First, music took a hit (and still is). Physical CD sales are bottoming out. MP3s (or FLAC, or Ogg Vorbis) are a near-perfect substitute for what you would buy in a record store. Perhaps the best indication of this is what so many of us do when we do get (or buy) a physical CD – we rip it to a MP3 player. The audiophiles who love the “warmth” of vinyl are romantic and part of the market in the same way that classic car restorers are part of Toyota’s business plan.
And, of course, it made it easier to share music.
Both of these are a huge problem for record companies – but surprisingly not so for artists. For all but the biggest (and especially for mid-range and small artists), more financial support has come in through performances than through record sales. So for these artists, it’s made sense to make more of their work available to more people through services like Jamendo, or free downloads from last.fm. In some ways, making some work available via a CC-license is roughly akin to radio.

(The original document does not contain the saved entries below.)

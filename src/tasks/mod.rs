//! Task lifecycle and claim protocol.
//!
//! A task is a `todo`/`goal` glyph chain sharing one external `task_id`,
//! plus its linked provenance (attempts, results, lessons, phases). Status
//! changes append a new task glyph and supersede the prior one, so the
//! latest active glyph is always authoritative. Claims are serialized by an
//! exclusive store transaction: exactly one concurrent claimer wins.

mod signature;

pub use signature::{error_signature, is_doom_loop, DOOM_LOOP_THRESHOLD};

use chrono::{DateTime, Duration, Utc};
use rusqlite::params;
use serde_json::json;
use std::sync::Arc;
use tracing::{debug, info, warn};

use crate::config::DEFAULT_CLAIM_TTL_MINUTES;
use crate::error::{Error, Result};
use crate::retrieval::{Caller, GlyphQuery};
use crate::store::{
    row_to_glyph, validate_task_id, Glyph, GlyphStore, GlyphType, Importance, TaskStatus,
    GLYPH_COLUMNS,
};

/// Who is asking for a transition. Workers may never re-open tasks.
#[derive(Debug, Clone, Copy, PartialEq, Eq)]
pub enum Actor {
    Worker,
    Elevated,
}

/// A materialized task: the authoritative glyph plus parsed claim state.
#[derive(Debug, Clone)]
pub struct Task {
    pub glyph_id: i64,
    pub task_id: String,
    pub glyph_type: GlyphType,
    pub topic: Option<String>,
    pub text: String,
    pub status: TaskStatus,
    pub importance: Option<Importance>,
    pub owner: Option<String>,
    pub role: Option<String>,
    pub chat_id: Option<String>,
    pub claim_expires_at: Option<DateTime<Utc>>,
    pub updated_at: DateTime<Utc>,
}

The movie industry has taken a hit as well, though not as badly. While the technology is still becoming available to produce an independent movie, there are often huge quality issues.  Still, digital transformations have come to such a point that I know people who only use the streaming portion of their Netflix account. Both independent rental places and huge chains like Blockbuster have taken a massive blow due to the changing distribution model. Hence the huge drive for 3D and IMAX movies. Those are experiences that cannot be perfectly substituted by the DVD or streaming video at home.
But this is just recap. My real interest as a fledgling writer is in the publishing industry. Publishing is a weird beast. Movie studios and record studios  go for profitability with nearly every release – either monetary profitability or awards. There’s a reason so many documentaries were underwritten by universities – until they became popular again in the last few years. There’s a reason why indie artists tend to sound so different than the monoculture of the big music industry.
To the best of my knowledge, publishing – even the big houses – isn’t run that way. They lose money on most books, but at least get them out there. It’s akin to the way media industries used to view news programs – not as profit-makers, but something that added to the cultural landscape.
But no matter how noble that is – and it is noble and good – at this point the publishing industry has all the problems of both the music and movie industry. That’s what we’ll hit on tomorrow.
 This is my personal experience; YMMV.
 The big ones, and I reserve the right to be wrong here.